Implement the UCB algorithm on the same MAB problem as above.

In [ ]:
def ucb(
    bandit: Bandit,
    c: float,
    init_q: float = 0.0
) -> Tuple[list, list, list, list]:
    """
    .inputs:
      bandit: A bandit problem, instantiated from the above class.
      c: The exploration coefficient.
      init_q: Initial estimation of each arm's value.
    .outputs:
      rew_record: The record of rewards at each timestep.
      avg_ret_record: The average summation of rewards up to step t, where t goes from 0 to n_pulls.
      tot_reg_record: The regret up to step t, where t goes from 0 to n_pulls.
      opt_action_perc_record: Percentage of optimal arm selected.
    """
    # Initialize action values, counts, and metrics
    q = np.array([init_q] * bandit.n_arm, dtype=float)  # Estimated values of each arm
    n_a = np.zeros(bandit.n_arm)  # Number of times each arm has been pulled
    ret = 0.0  # Cumulative reward
    rew_record = []  # Reward at each time step
    avg_ret_record = []  # Average return at each time step
    tot_reg_record = []  # Cumulative regret at each time step
    opt_action_perc_record = []  # Percentage of optimal actions

    # Determine the optimal arm
    actual_toxicity_prob = np.array(bandit.actual_toxicity_prob)
    opt_arm = np.argmin(np.abs(actual_toxicity_prob - bandit.theta))

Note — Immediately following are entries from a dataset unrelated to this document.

//! Intake acknowledgement decisions for the message transport.

mod common;

use common::{intake_envelope, stage_submission, test_config, TestPipeline};
use serde_json::json;
use submission_pipeline::messaging::{IntakeAck, IntakeConsumer};
use submission_pipeline::storage::StorageOperation;

#[tokio::test]
async fn test_supported_envelope_is_acked_and_stored() {
    let pipeline = TestPipeline::start(test_config(5, 600)).await;
    assert_eq!(pipeline.submit("sub-1").await, IntakeAck::Ack);
    assert_eq!(pipeline.members(0).await, vec!["sub-1"]);
}

#[tokio::test]
async fn test_redelivered_message_does_not_duplicate_member() {
    let pipeline = TestPipeline::start(test_config(5, 600)).await;
    let submission = stage_submission(pipeline.store.as_ref(), "sub-1").await;
    let body = intake_envelope(&submission);

    let intake = pipeline.handle.intake();
    assert_eq!(intake.handle_message(&body).await, IntakeAck::Ack);
    assert_eq!(intake.handle_message(&body).await, IntakeAck::Ack);
    assert_eq!(pipeline.members(0).await, vec!["sub-1"]);
}

#[tokio::test]
async fn test_unsupported_version_goes_to_log_only_handler() {
    let pipeline = TestPipeline::start(test_config(5, 600)).await;
    let submission = stage_submission(pipeline.store.as_ref(), "sub-2").await;
    let mut body: serde_json::Value = serde_json::from_slice(&intake_envelope(&submission)).unwrap();
    body["headers"]["version"] = json!("2.0");

    let ack = pipeline
        .handle
        .intake()
        .handle_message(body.to_string().as_bytes())
        .await;
    assert_eq!(ack, IntakeAck::Unsupported);
    assert!(pipeline.members(0).await.is_empty());
}

#[tokio::test]
async fn test_malformed_and_invalid_messages_are_rejected() {
    let pipeline = TestPipeline::start(test_config(5, 600)).await;
    let intake = pipeline.handle.intake();

    assert_eq!(intake.handle_message(b"not json").await, IntakeAck::Reject);
    assert_eq!(
        intake
            .handle_message(br#"{"headers":{"version":"1.0"},"payload":{"submissionId":"x"}}"#)
            .await,
        IntakeAck::Reject
    );

    let mut submission = stage_submission(pipeline.store.as_ref(), "sub-3").await;
    submission.submission_id = "a/b".to_string();
    assert_eq!(
        intake.handle_message(&intake_envelope(&submission)).await,
        IntakeAck::Reject
    );
}

#[tokio::test]
async fn test_missing_artifacts_reject_and_store_outage_retries() {
    let pipeline = TestPipeline::start(test_config(5, 600)).await;
    let intake = pipeline.handle.intake();

    let mut missing = stage_submission(pipeline.store.as_ref(), "sub-4").await;
    missing.manifest_path = "incoming/nowhere/manifest.xml".to_string();
    assert_eq!(
        intake.handle_message(&intake_envelope(&missing)).await,
        IntakeAck::Reject
    );

    let submission = stage_submission(pipeline.store.as_ref(), "sub-5").await;
    pipeline
        .store
        .fail_on(StorageOperation::Put, "/sub-5/", Some(1));
    assert_eq!(
        intake.handle_message(&intake_envelope(&submission)).await,
        IntakeAck::Retry
    );
    assert!(pipeline.members(0).await.is_empty());

    // Redelivery after the outage succeeds
    assert_eq!(
        intake.handle_message(&intake_envelope(&submission)).await,
        IntakeAck::Ack
    );
    assert_eq!(pipeline.members(0).await, vec!["sub-5"]);
}

#[tokio::test]
async fn test_redelivery_after_rotation_keeps_single_membership() {
    let mut pipeline = TestPipeline::start(test_config(1, 600)).await;
    let submission = stage_submission(pipeline.store.as_ref(), "dup").await;
    let body = intake_envelope(&submission);

    let intake = pipeline.handle.intake();
    assert_eq!(intake.handle_message(&body).await, IntakeAck::Ack);
    // Batch 0 is already full when the lost ack is redelivered
    assert_eq!(intake.handle_message(&body).await, IntakeAck::Ack);
    assert_eq!(pipeline.submit("other").await, IntakeAck::Ack);

    assert_eq!(pipeline.members(1).await, vec!["other"]);
    pipeline.drain().await;

    assert_eq!(pipeline.publisher.submitted_ids(), vec!["dup"]);
    assert!(pipeline.publisher.failed_ids().is_empty());
    assert_eq!(pipeline.system.submit_count(), 1);
    assert!(pipeline.members(0).await.is_empty());
    assert_eq!(pipeline.members(1).await, vec!["other"]);
}
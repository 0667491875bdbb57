//! # Pipeline Configuration Validator
//!
//! Command-line tool for validating pipeline configuration files across
//! environments before starting the pipeline.

use std::path::PathBuf;
use std::process;

use clap::{Parser, Subcommand};
use submission_pipeline::config::{ConfigManager, PipelineConfig, StorageBackend};
use tracing::{error, info, Level};
use tracing_subscriber::FmtSubscriber;

#[derive(Parser)]
#[command(name = "config-validator")]
#[command(about = "Validate submission pipeline configuration files")]
#[command(version = env!("CARGO_PKG_VERSION"))]
pub struct Cli {
    /// Environment to validate (development, test, production, ...)
    #[arg(short, long, default_value = "development")]
    environment: String,

    /// Configuration directory path (default: config)
    #[arg(short, long)]
    config_dir: Option<PathBuf>,

    /// Ignore PIPELINE__* environment variable overrides
    #[arg(long)]
    files_only: bool,

    /// Verbose output level (use multiple times for more verbosity)
    #[arg(short, long, action = clap::ArgAction::Count)]
    verbose: u8,

    #[command(subcommand)]
    command: Option<Commands>,
}

#[derive(Subcommand)]
pub enum Commands {
    /// Validate all configuration sections
    All,

    /// Validate one configuration section
    Component {
        /// batching, control_year, storage, transmission, notifications, cleanup, worker_pool
        name: String,
    },

    /// List environments that have an override file
    Environments,

    /// Print the effective configuration as JSON
    Show,
}

fn main() {
    let cli = Cli::parse();

    let level = match cli.verbose {
        0 => Level::WARN,
        1 => Level::INFO,
        2 => Level::DEBUG,
        _ => Level::TRACE,
    };

    let _subscriber = FmtSubscriber::builder()
        .with_max_level(level)
        .with_target(false)
        .try_init();

    let result = match &cli.command {
        Some(Commands::All) | None => validate_all_config(&cli),
        Some(Commands::Component { name }) => validate_component(&cli, name),
        Some(Commands::Environments) => list_environments(&cli),
        Some(Commands::Show) => show_config(&cli),
    };

    match result {
        Ok(()) => {
            info!("Configuration validation completed successfully");
            process::exit(0);
        }
        Err(e) => {
            error!("Configuration validation failed: {}", e);
            process::exit(1);
        }
    }
}

fn load(cli: &Cli) -> Result<std::sync::Arc<ConfigManager>, Box<dyn std::error::Error>> {
    let manager = if cli.files_only {
        let dir = cli.config_dir.clone().unwrap_or_else(|| PathBuf::from("config"));
        ConfigManager::load_files_only(dir, &cli.environment)?
    } else {
        ConfigManager::load_from_directory_with_env(cli.config_dir.clone(), &cli.environment)?
    };
    Ok(manager)
}

fn validate_all_config(cli: &Cli) -> Result<(), Box<dyn std::error::Error>> {
    println!("🔧 Validating Pipeline Configuration");
    println!("Environment: {}", cli.environment);
    if let Some(config_dir) = &cli.config_dir {
        println!("Config Directory: {}", config_dir.display());
    }
    println!();

    let manager = match load(cli) {
        Ok(manager) => {
            println!("✅ Configuration loaded and validated");
            manager
        }
        Err(e) => {
            println!("❌ Failed to load configuration: {e}");
            println!("   This is the same error that pipeline bootstrap would encounter");
            return Err(e);
        }
    };

    let config = manager.config();
    println!("   ✅ Application id: {}", config.application_id);
    validate_batching_config(config)?;
    validate_control_year_config(config)?;
    validate_storage_config(config)?;
    validate_transmission_config(config)?;
    validate_delivery_config(config)?;
    validate_worker_pool_config(config)?;

    println!("\n🎉 All configuration validation checks passed!");
    Ok(())
}

fn validate_component(cli: &Cli, component_name: &str) -> Result<(), Box<dyn std::error::Error>> {
    println!("🔧 Validating Component: {component_name}");

    let manager = load(cli)?;
    let config = manager.config();

    match component_name.to_lowercase().as_str() {
        "batching" => validate_batching_config(config)?,
        "control_year" | "control-year" => validate_control_year_config(config)?,
        "storage" => validate_storage_config(config)?,
        "transmission" => validate_transmission_config(config)?,
        "notifications" | "cleanup" => validate_delivery_config(config)?,
        "worker_pool" | "worker-pool" => validate_worker_pool_config(config)?,
        _ => {
            return Err(format!("Unknown component: {component_name}").into());
        }
    }

    println!("✅ Component '{component_name}' validation passed!");
    Ok(())
}

fn list_environments(cli: &Cli) -> Result<(), Box<dyn std::error::Error>> {
    let config_dir = cli.config_dir.clone().unwrap_or_else(|| PathBuf::from("config"));
    println!("📋 Available Environments in {}:", config_dir.display());

    if !config_dir.is_dir() {
        println!("❌ Configuration directory not found: {}", config_dir.display());
        return Ok(());
    }

    let mut environments = Vec::new();
    for entry in std::fs::read_dir(&config_dir)? {
        let name = entry?.file_name().to_string_lossy().to_string();
        if let Some(env) = name
            .strip_prefix("pipeline.")
            .and_then(|rest| rest.strip_suffix(".toml"))
        {
            environments.push(env.to_string());
        }
    }
    environments.sort();

    for env in environments {
        println!("  • {env}");
    }
    Ok(())
}

fn show_config(cli: &Cli) -> Result<(), Box<dyn std::error::Error>> {
    let manager = load(cli)?;
    println!("{}", serde_json::to_string_pretty(&manager.debug_config())?);
    Ok(())
}

fn validate_batching_config(config: &PipelineConfig) -> Result<(), Box<dyn std::error::Error>> {
    println!("📦 Validating Batching Configuration...");
    println!(
        "   ✅ Max batch size: {}, timeout: {}s",
        config.batching.max_batch_size, config.batching.batch_timeout_seconds
    );
    Ok(())
}

fn validate_control_year_config(config: &PipelineConfig) -> Result<(), Box<dyn std::error::Error>> {
    println!("📅 Validating Control Year Configuration...");
    match config.control_year.fixed {
        Some(year) => println!("   ✅ Fixed control year: {year}"),
        None => println!(
            "   ✅ Control year = current year - {}",
            config.control_year.offset
        ),
    }
    Ok(())
}

fn validate_storage_config(config: &PipelineConfig) -> Result<(), Box<dyn std::error::Error>> {
    println!("🗄️  Validating Storage Configuration...");
    println!("   ✅ Submissions root: {}", config.storage.submissions_root);
    match config.storage.backend {
        StorageBackend::Memory => {
            println!("   ⚠️  In-memory backend: batches do not survive a restart");
        }
        StorageBackend::LocalFs => {
            let root = &config.storage.local_root;
            if root.exists() && !root.is_dir() {
                return Err(format!("storage.local_root {} is not a directory", root.display()).into());
            }
            println!("   ✅ Local filesystem backend at {}", root.display());
        }
    }
    Ok(())
}

fn validate_transmission_config(config: &PipelineConfig) -> Result<(), Box<dyn std::error::Error>> {
    println!("📡 Validating Transmission Configuration...");
    let transmission = &config.transmission;
    if transmission.login_timeout_seconds == 0 {
        return Err("transmission.login_timeout_seconds must be greater than 0".into());
    }
    println!(
        "   ✅ Health probe every {}s, login timeout {}s, {} submit attempts",
        transmission.health_check_interval_seconds,
        transmission.login_timeout_seconds,
        transmission.max_submit_attempts
    );
    Ok(())
}

fn validate_delivery_config(config: &PipelineConfig) -> Result<(), Box<dyn std::error::Error>> {
    println!("📬 Validating Notification and Cleanup Configuration...");
    println!(
        "   ✅ Publish attempts: {} (backoff {}ms)",
        config.notifications.publish_attempts, config.notifications.retry_backoff_ms
    );
    println!(
        "   ✅ Delete attempts: {} (backoff {}ms)",
        config.cleanup.delete_attempts, config.cleanup.retry_backoff_ms
    );
    Ok(())
}

fn validate_worker_pool_config(config: &PipelineConfig) -> Result<(), Box<dyn std::error::Error>> {
    println!("👷 Validating Worker Pool Configuration...");
    if config.worker_pool.io_wait_ratio < 0.0 {
        return Err("worker_pool.io_wait_ratio cannot be negative".into());
    }
    println!(
        "   ✅ Effective pool size: {}",
        config.worker_pool.effective_size()
    );
    Ok(())
}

    optimal_action_count = 0  # Counter for the number of times the optimal arm is selected
    cumulative_regret = 0.0  # Cumulative regret

  for t in range(bandit.n_pulls):
    # Assuming to take the first arm always when there is no exploration
    # ----------------------------------------------
    ...
    # ----------------------------------------------


  return rew_record, avg_ret_record, tot_reg_record, opt_action_perc_record

Q1.c2: Plotting the results¶

Use the driver code provided to plot: (1) The average return, (2) The reward, (3) the total regret, and (4) the percentage of optimal action across the $N$=20 runs as a function of the number of pulls (2000 pulls for each run) for three values of $c$=0, 0.5, and 2.0.

In [ ]:
plt.figure(7)
plt.xlabel("n pulls")
plt.ylabel("avg return")
plt.figure(8)
plt.xlabel("n pulls")
plt.ylabel("reward")
plt.figure(9)
plt.xlabel("n pulls")
plt.ylabel("total regret")
plt.figure(10)
plt.xlabel("n pulls")
plt.ylabel("% optimal action")

N = 20
tot_reg_rec_best = 1e8
for c in [.0, 0.5, 2]:
  rew_rec = np.zeros(bandit.n_pulls)
  avg_ret_rec = np.zeros(bandit.n_pulls)
  tot_reg_rec = np.zeros(bandit.n_pulls)
  opt_act_rec = np.zeros(bandit.n_pulls)

  for n in range(N):
    bandit.init_bandit()
    rew_rec_n, avg_ret_rec_n, tot_reg_rec_n, opt_act_rec_n = ucb(bandit, c)
    rew_rec += np.array(rew_rec_n)
    avg_ret_rec += np.array(avg_ret_rec_n)
    tot_reg_rec += np.array(tot_reg_rec_n)
    opt_act_rec += np.array(opt_act_rec_n)

  # take the mean
  rew_rec /= N
  avg_ret_rec /= N
  tot_reg_rec /= N
  opt_act_rec /= N

  plt.figure(7)
  plt.plot(avg_ret_rec, label="c={}".format(c))
  plt.legend(loc="lower right")

  plt.figure(8)
  plt.plot(rew_rec, label="c={}".format(c))
  plt.legend(loc="lower right")

  plt.figure(9)
  plt.plot(tot_reg_rec, label="c={}".format(c))
  plt.legend(loc="lower right")

  plt.figure(10)
  plt.plot(opt_act_rec, label="c={}".format(c))
  plt.legend(loc="lower right")

  if tot_reg_rec[-1] < tot_reg_rec_best:
        ucb_dict = {
        'opt_act':opt_act_rec,
        'regret_list':tot_reg_rec,}
        tot_reg_rec_best = tot_reg_rec[-1]

Q1.c3: Analysis¶

Explain the results from the perspective of exploration and how different $c$ values affect the results.